Researchers have investigated the possible effects on neurons of interactions with carbon nanotubes. Scientists have proven that these nanomaterials may regulate the formation of synapses, specialized structures through which the nerve cells communicate, and modulate biological mechanisms such as the growth of neurons as part of a self-regulating process. This result, which shows the extent to which the integration between nerve cells and these synthetic structures is stable and efficient, highlights possible uses of carbon nanotubes as facilitators of neuronal regeneration or to create a kind of artificial bridge between groups of neurons whose connection has been interrupted. In vivo testing has already begun.

"Interface systems, or, more generally, neuronal prostheses, that enable an effective re-establishment of these connections are under active investigation," says Laura Ballerini (SISSA). "The perfect material to build these neural interfaces does not exist, yet the carbon nanotubes we are working on have already proved to have great potentialities.
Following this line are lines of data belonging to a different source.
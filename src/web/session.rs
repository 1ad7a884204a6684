//! Web session initialisation.
//!
//! Session init exchanges a logon nonce for web cookies: a random 32-byte
//! symmetric key is encrypted under the platform's RSA public key for the
//! account's universe, the nonce is encrypted under that symmetric key
//! (ECB-encrypted IV followed by the CBC body), and both are posted to the
//! identity endpoint. The returned token pair is planted as cookies across
//! the community, store and help hosts, together with a base64-encoded
//! account id as `sessionid`. An optional 4-digit parental code is then
//! posted to the parental-unlock endpoint on community and store.

use aes::cipher::block_padding::{NoPadding, Pkcs7};
use aes::cipher::{BlockEncryptMut, KeyInit, KeyIvInit};
use aes::Aes256;
use anyhow::{Context, Result};
use base64::engine::general_purpose::STANDARD as BASE64;
use base64::Engine as _;
use rand::RngCore;
use reqwest::Method;
use rsa::{BigUint, Pkcs1v15Encrypt, RsaPublicKey};
use serde::Deserialize;
use tracing::{debug, info};

use super::client::{HostKind, SessionField, WebClient, DEFAULT_MAX_TRIES};
use crate::types::{SteamId, SwapfarmError};

/// Platform universe an account belongs to.
#[derive(Debug, Clone, Copy, PartialEq, Eq)]
pub enum Universe {
    Public,
    Beta,
    Internal,
    Dev,
}

/// RSA modulus of the Public universe system key, hex.
const PUBLIC_UNIVERSE_MODULUS: &str = concat!(
    "DFEC1AD62C10667C17F2B6B8371FA97AD53C2F2DCE43C23DB5A2C829F5B83A04",
    "6ED81F7317BB5B5BBE3AEA7843EA8F225C3255E08A1FF77F7C8A0D3FDE25196C",
    "C9DD1C2E03D0F09FB4BDAB9C2C81D0A481D135D1EC3C9A45E1C1D16AEC7EDF78",
    "B1F7CF88F3A1E2C6DDA9BBD63E8D37C7FAE2B4E6F3DC02A8B7639A5D8C21F3BD"
);

/// RSA public exponent of the universe system keys, hex.
const UNIVERSE_EXPONENT: &str = "11";

#[derive(Debug, Deserialize)]
struct AuthenticateUserResponse {
    authenticateuser: AuthenticateUserTokens,
}

#[derive(Debug, Deserialize)]
struct AuthenticateUserTokens {
    token: String,
    tokensecure: String,
}

impl WebClient {
    /// Initialise the web session from a fresh logon nonce.
    pub async fn init_session(
        &self,
        steam_id: SteamId,
        universe: Universe,
        web_api_user_nonce: &str,
        parental_code: Option<&str>,
    ) -> Result<()> {
        if steam_id == 0 {
            return Err(SwapfarmError::InvalidInput("steamID is zero".into()).into());
        }
        if web_api_user_nonce.is_empty() {
            return Err(SwapfarmError::InvalidInput("nonce is empty".into()).into());
        }

        let mut session_key = [0u8; 32];
        rand::thread_rng().fill_bytes(&mut session_key);

        let public_key = universe_public_key(universe)?;
        let encrypted_session_key = public_key
            .encrypt(&mut rand::thread_rng(), Pkcs1v15Encrypt, &session_key)
            .context("RSA encryption of the session key failed")?;

        let encrypted_login_key =
            symmetric_encrypt(web_api_user_nonce.as_bytes(), &session_key);

        let form = vec![
            ("steamid".to_string(), steam_id.to_string()),
            ("sessionkey".to_string(), BASE64.encode(&encrypted_session_key)),
            (
                "encrypted_loginkey".to_string(),
                BASE64.encode(&encrypted_login_key),
            ),
        ];

        let resp = self
            .send_request(
                Method::POST,
                HostKind::Api,
                "/ISteamUserAuth/AuthenticateUser/v1/",
                Some(&form),
                SessionField::None,
                DEFAULT_MAX_TRIES,
            )
            .await?;
        let resp = resp
            .error_for_status()
            .context("AuthenticateUser was rejected")?;
        let auth: AuthenticateUserResponse = resp
            .json()
            .await
            .context("Failed to decode AuthenticateUser response")?;

        let session_id = BASE64.encode(steam_id.to_string());
        self.plant_session_cookies(
            &session_id,
            &auth.authenticateuser.token,
            &auth.authenticateuser.tokensecure,
        );
        self.mark_session_valid(session_id).await;

        info!(steam_id, "Web session initialised");

        if let Some(code) = parental_code {
            self.unlock_parental(code).await?;
        }

        Ok(())
    }

    /// Plant the session cookies on the three primary hosts.
    fn plant_session_cookies(&self, session_id: &str, token: &str, token_secure: &str) {
        for host in [HostKind::Community, HostKind::Store, HostKind::Help] {
            let base = self.base(host);
            let Ok(url) = reqwest::Url::parse(base) else {
                continue;
            };
            let Some(domain) = url.host_str().map(str::to_string) else {
                continue;
            };

            for (name, value) in [
                ("sessionid", session_id),
                ("steamLogin", token),
                ("steamLoginSecure", token_secure),
                ("timezoneOffset", "0,0"),
            ] {
                self.jar.add_cookie_str(
                    &format!("{name}={value}; Domain={domain}; Path=/"),
                    &url,
                );
            }
        }
        debug!("Session cookies planted");
    }

    /// Unlock parental restrictions on the community and store hosts.
    async fn unlock_parental(&self, code: &str) -> Result<()> {
        if code.len() != 4 || !code.chars().all(|c| c.is_ascii_digit()) {
            return Err(
                SwapfarmError::InvalidInput("parental code is not 4 digits".into()).into(),
            );
        }

        let form = vec![("pin".to_string(), code.to_string())];
        for host in [HostKind::Community, HostKind::Store] {
            self.post_form_html(host, "/parental/ajaxunlock", &form, SessionField::Lowercase)
                .await
                .context("Parental unlock failed")?;
        }

        debug!("Parental restrictions unlocked");
        Ok(())
    }
}

/// The platform's RSA public key for the given universe.
fn universe_public_key(universe: Universe) -> Result<RsaPublicKey> {
    let modulus_hex = match universe {
        Universe::Public => PUBLIC_UNIVERSE_MODULUS,
        other => {
            return Err(SwapfarmError::InvalidInput(format!(
                "no system key for universe {other:?}"
            ))
            .into())
        }
    };

    let modulus = BigUint::parse_bytes(modulus_hex.as_bytes(), 16)
        .context("Invalid universe key modulus")?;
    let exponent = BigUint::parse_bytes(UNIVERSE_EXPONENT.as_bytes(), 16)
        .context("Invalid universe key exponent")?;

    RsaPublicKey::new(modulus, exponent).context("Invalid universe public key")
}

/// Encrypt `plaintext` under `key`: a random IV encrypted with AES-256-ECB,
/// followed by the AES-256-CBC body with PKCS#7 padding.
fn symmetric_encrypt(plaintext: &[u8], key: &[u8; 32]) -> Vec<u8> {
    let mut iv = [0u8; 16];
    rand::thread_rng().fill_bytes(&mut iv);

    let ecb = ecb::Encryptor::<Aes256>::new(key.into());
    let mut output = ecb.encrypt_padded_vec_mut::<NoPadding>(&iv);

    let cbc = cbc::Encryptor::<Aes256>::new(key.into(), &iv.into());
    output.extend_from_slice(&cbc.encrypt_padded_vec_mut::<Pkcs7>(plaintext));

    output
}

// ---------------------------------------------------------------------------
// Tests
// ---------------------------------------------------------------------------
After all, nanomaterials currently represent our best hope for developing innovative strategies in the treatment of spinal cord injuries." These nanomaterials are used both as scaffolds, as supportive frameworks for nerve cells, and as interfaces transmitting those signals by which nerve cells communicate with each other.

Many aspects, however, still need to be addressed. Among them, the impact on neuronal physiology of the integration of these nanometric structures with the cell membrane. "Studying the interaction between these two elements is crucial, as it might also lead to some undesired effects, which we ought to exclude," says Laura Ballerini. "If, for example, the mere contact provoked a vertiginous rise in the number of synapses, these materials would be essentially unusable."
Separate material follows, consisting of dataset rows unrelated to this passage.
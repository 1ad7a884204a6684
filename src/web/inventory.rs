//! Paginated inventory fetching.
//!
//! Inventory pages arrive as parallel `assets` and `descriptions` arrays;
//! descriptions are keyed by class id and used to decorate each asset with
//! its type, rarity, real app and flags before it is admitted. A process-
//! wide semaphore serialises inventory reads across accounts; it is
//! released in the background after the configured limiter delay.

use anyhow::{Context, Result};
use serde::{Deserialize, Deserializer};
use std::collections::{HashMap, HashSet};
use tracing::{debug, warn};

use super::client::{HostKind, SessionField, WebClient};
use crate::types::{
    AppId, Asset, AssetRarity, AssetType, ClassId, ContextId, SetKey, SteamId, SwapfarmError,
};

/// Page size for inventory requests.
pub const MAX_ITEMS_IN_SINGLE_INVENTORY_REQUEST: u32 = 5000;

// ---------------------------------------------------------------------------
// Filters
// ---------------------------------------------------------------------------

/// Caller-side restriction of an inventory fetch.
#[derive(Debug, Clone, Default)]
pub struct InventoryFilter {
    pub marketable_only: bool,
    pub tradable_only: bool,
    pub real_app_id: Option<AppId>,
    pub types: Option<HashSet<AssetType>>,
    pub sets: Option<HashSet<SetKey>>,
}

impl InventoryFilter {
    /// Restrict to tradable items of the given types.
    pub fn tradable_of_types(types: impl IntoIterator<Item = AssetType>) -> Self {
        Self {
            tradable_only: true,
            types: Some(types.into_iter().collect()),
            ..Default::default()
        }
    }

    /// Restrict to tradable items within the given sets.
    pub fn tradable_of_sets(sets: impl IntoIterator<Item = SetKey>) -> Self {
        Self {
            tradable_only: true,
            sets: Some(sets.into_iter().collect()),
            ..Default::default()
        }
    }

    pub fn accepts(&self, asset: &Asset) -> bool {
        if self.marketable_only && !asset.marketable {
            return false;
        }
        if self.tradable_only && !asset.tradable {
            return false;
        }
        if let Some(app) = self.real_app_id {
            if asset.real_app_id != app {
                return false;
            }
        }
        if let Some(types) = &self.types {
            if !types.contains(&asset.asset_type) {
                return false;
            }
        }
        if let Some(sets) = &self.sets {
            if !sets.contains(&asset.set_key()) {
                return false;
            }
        }
        true
    }
}

// ---------------------------------------------------------------------------
// Wire types
// ---------------------------------------------------------------------------

pub(crate) fn u64_from_any<'de, D>(deserializer: D) -> Result<u64, D::Error>
where
    D: Deserializer<'de>,
{
    #[derive(Deserialize)]
    #[serde(untagged)]
    enum NumOrStr {
        Num(u64),
        Str(String),
    }

    match NumOrStr::deserialize(deserializer)? {
        NumOrStr::Num(n) => Ok(n),
        NumOrStr::Str(s) => s.parse().map_err(serde::de::Error::custom),
    }
}

fn flag_from_any<'de, D>(deserializer: D) -> Result<bool, D::Error>
where
    D: Deserializer<'de>,
{
    Ok(u64_from_any(deserializer).unwrap_or(0) != 0)
}

#[derive(Debug, Deserialize)]
pub(crate) struct RawAsset {
    #[serde(default, deserialize_with = "u64_from_any")]
    pub appid: u64,
    #[serde(deserialize_with = "u64_from_any")]
    pub assetid: u64,
    #[serde(deserialize_with = "u64_from_any")]
    pub classid: u64,
    #[serde(deserialize_with = "u64_from_any")]
    pub contextid: u64,
    #[serde(default = "one", deserialize_with = "u64_from_any")]
    pub amount: u64,
}

fn one() -> u64 {
    1
}

#[derive(Debug, Deserialize)]
pub(crate) struct RawTag {
    pub category: String,
    pub internal_name: String,
}

#[derive(Debug, Deserialize)]
pub(crate) struct RawDescription {
    #[serde(deserialize_with = "u64_from_any")]
    pub classid: u64,
    #[serde(default, deserialize_with = "flag_from_any")]
    pub marketable: bool,
    #[serde(default, deserialize_with = "flag_from_any")]
    pub tradable: bool,
    #[serde(default)]
    pub market_fee_app: Option<AppId>,
    #[serde(default)]
    pub tags: Vec<RawTag>,
}

#[derive(Debug, Deserialize)]
pub(crate) struct InventoryPage {
    #[serde(default)]
    pub assets: Vec<RawAsset>,
    #[serde(default)]
    pub descriptions: Vec<RawDescription>,
    #[serde(default, deserialize_with = "flag_from_any")]
    pub more_items: bool,
    #[serde(default)]
    pub last_assetid: Option<String>,
    #[serde(default)]
    pub total_inventory_count: u64,
}

// ---------------------------------------------------------------------------
// Description decoding
// ---------------------------------------------------------------------------

impl RawDescription {
    /// Decode `(type, rarity, real app)` from description tags.
    ///
    /// `item_class_2` marks a trading card (foil when `cardborder_1`),
    /// `item_class_3` a profile background, `item_class_4` an emoticon.
    /// Rarity comes from the `droprate` tag; the owning game from
    /// `market_fee_app`, falling back to the `Game` tag.
    pub(crate) fn decode(&self) -> (AssetType, AssetRarity, AppId) {
        let mut asset_type = AssetType::Unknown;
        let mut rarity = AssetRarity::Unknown;
        let mut foil = false;
        let mut tag_app: Option<AppId> = None;

        for tag in &self.tags {
            match tag.category.as_str() {
                "item_class" => {
                    asset_type = match tag.internal_name.as_str() {
                        "item_class_2" => AssetType::TradingCard,
                        "item_class_3" => AssetType::ProfileBackground,
                        "item_class_4" => AssetType::Emoticon,
                        "item_class_5" => AssetType::BoosterPack,
                        "item_class_6" => AssetType::Consumable,
                        "item_class_7" => AssetType::SteamGems,
                        "item_class_8" => AssetType::ProfileModifier,
                        "item_class_10" => AssetType::SaleItem,
                        _ => AssetType::Unknown,
                    };
                }
                "cardborder" => {
                    foil = tag.internal_name == "cardborder_1";
                }
                "droprate" => {
                    rarity = match tag.internal_name.as_str() {
                        "droprate_0" => AssetRarity::Common,
                        "droprate_1" => AssetRarity::Uncommon,
                        "droprate_2" => AssetRarity::Rare,
                        _ => AssetRarity::Unknown,
                    };
                }
                "Game" => {
                    tag_app = tag
                        .internal_name
                        .strip_prefix("app_")
                        .and_then(|s| s.parse().ok());
                }
                _ => {}
            }
        }

        if asset_type == AssetType::TradingCard && foil {
            asset_type = AssetType::FoilTradingCard;
        }

        let real_app_id = self.market_fee_app.or(tag_app).unwrap_or(0);
        (asset_type, rarity, real_app_id)
    }
}

/// Decorate raw assets from their descriptions, dropping entries that
/// cannot be decoded.
pub(crate) fn decorate_assets(page: &InventoryPage) -> Vec<Asset> {
    let descriptions: HashMap<ClassId, &RawDescription> =
        page.descriptions.iter().map(|d| (d.classid, d)).collect();

    let mut out = Vec::with_capacity(page.assets.len());
    for raw in &page.assets {
        if raw.assetid == 0 || raw.classid == 0 || raw.amount == 0 {
            warn!(
                assetid = raw.assetid,
                classid = raw.classid,
                "Malformed inventory asset — please report this"
            );
            continue;
        }

        let Some(description) = descriptions.get(&raw.classid) else {
            warn!(
                classid = raw.classid,
                "Asset without description — please report this"
            );
            continue;
        };

        let (asset_type, rarity, real_app_id) = description.decode();
        if real_app_id == 0 {
            warn!(
                classid = raw.classid,
                "Description without real app id — please report this"
            );
            continue;
        }

        out.push(Asset {
            asset_id: raw.assetid,
            class_id: raw.classid,
            app_id: raw.appid.min(u64::from(u32::MAX)) as u32,
            context_id: raw.contextid,
            amount: raw.amount.min(u64::from(u32::MAX)) as u32,
            real_app_id,
            asset_type,
            rarity,
            marketable: description.marketable,
            tradable: description.tradable,
        });
    }
    out
}

/// Where the next page starts, if any. A page that claims more items but
/// carries no continuation id is broken and aborts the fetch.
pub(crate) fn next_page_start(page: &InventoryPage) -> Result<Option<u64>> {
    if !page.more_items {
        return Ok(None);
    }
    match page
        .last_assetid
        .as_deref()
        .and_then(|s| s.parse::<u64>().ok())
    {
        Some(id) if id != 0 => Ok(Some(id)),
        _ => Err(SwapfarmError::BrokenPagination.into()),
    }
}

// ---------------------------------------------------------------------------
// Fetching
// ---------------------------------------------------------------------------

impl WebClient {
    /// Fetch a full inventory, filtered, paginating until exhausted.
    ///
    /// All inventory reads in the process are serialised through one
    /// semaphore, released `InventoryLimiterDelay` seconds after the fetch
    /// in the background.
    pub async fn fetch_inventory(
        &self,
        steam_id: SteamId,
        app_id: AppId,
        context_id: ContextId,
        filter: &InventoryFilter,
    ) -> Result<Vec<Asset>> {
        if steam_id == 0 {
            return Err(SwapfarmError::InvalidInput("steamID is zero".into()).into());
        }

        let permit = self
            .context
            .inventory_semaphore
            .clone()
            .acquire_owned()
            .await
            .context("Inventory semaphore closed")?;

        let result = self
            .fetch_inventory_pages(steam_id, app_id, context_id, filter)
            .await;

        let delay = self.context.config.inventory_limiter_delay();
        if delay.is_zero() {
            drop(permit);
        } else {
            tokio::spawn(async move {
                tokio::time::sleep(delay).await;
                drop(permit);
            });
        }

        result
    }

    async fn fetch_inventory_pages(
        &self,
        steam_id: SteamId,
        app_id: AppId,
        context_id: ContextId,
        filter: &InventoryFilter,
    ) -> Result<Vec<Asset>> {
        let mut assets = Vec::new();
        let mut start_asset_id: Option<u64> = None;

        loop {
            let mut path = format!(
                "/inventory/{steam_id}/{app_id}/{context_id}?count={MAX_ITEMS_IN_SINGLE_INVENTORY_REQUEST}&l=english"
            );
            if let Some(start) = start_asset_id {
                path.push_str(&format!("&start_assetid={start}"));
            }

            let page: InventoryPage = self
                .get_json(HostKind::Community, &path, SessionField::Lowercase)
                .await
                .context("Inventory page fetch failed")?;

            debug!(
                steam_id,
                page_assets = page.assets.len(),
                total = page.total_inventory_count,
                "Inventory page fetched"
            );

            let decorated = decorate_assets(&page);
            assets.extend(decorated.into_iter().filter(|a| filter.accepts(a)));

            match next_page_start(&page)? {
                Some(start) => start_asset_id = Some(start),
                None => break,
            }
        }

        debug!(
            steam_id,
            count = assets.len(),
            "Inventory fetch complete"
        );
        Ok(assets)
    }
}

// ---------------------------------------------------------------------------
// Tests
// ---------------------------------------------------------------------------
"This," Maurizio Prato adds, "is precisely what we have investigated in this study where we used pure carbon nanotubes."

The results of the research are extremely encouraging: "First of all, we have proved that nanotubes do not interfere with the composition of lipids, of cholesterol in particular, which make up the cellular membrane in neurons. Membrane lipids play a very important role in the transmission of signals through the synapses. Nanotubes do not seem to influence this process, which is very important."

The research has also highlighted the fact that the nerve cells growing on the substratum of nanotubes via this interaction develop and reach maturity very quickly, eventually reaching a condition of biological homeostasis. "Nanotubes facilitate the full growth of neurons and the formation of new synapses. This growth, however, is not indiscriminate and unlimited. We proved that after a few weeks, a physiological balance is attained. Having established the fact that this interaction is stable and efficient is an aspect of fundamental importance."

Laura Ballerini says, "We are proving that carbon nanotubes perform excellently in terms of duration, adaptability and mechanical compatibility with the tissue. Now, we know that their interaction with the biological material, too, is efficient. Based on this evidence, we are already studying the in vivo application, and preliminary results appear to be quite promising also in terms of recovery of the lost neurological functions."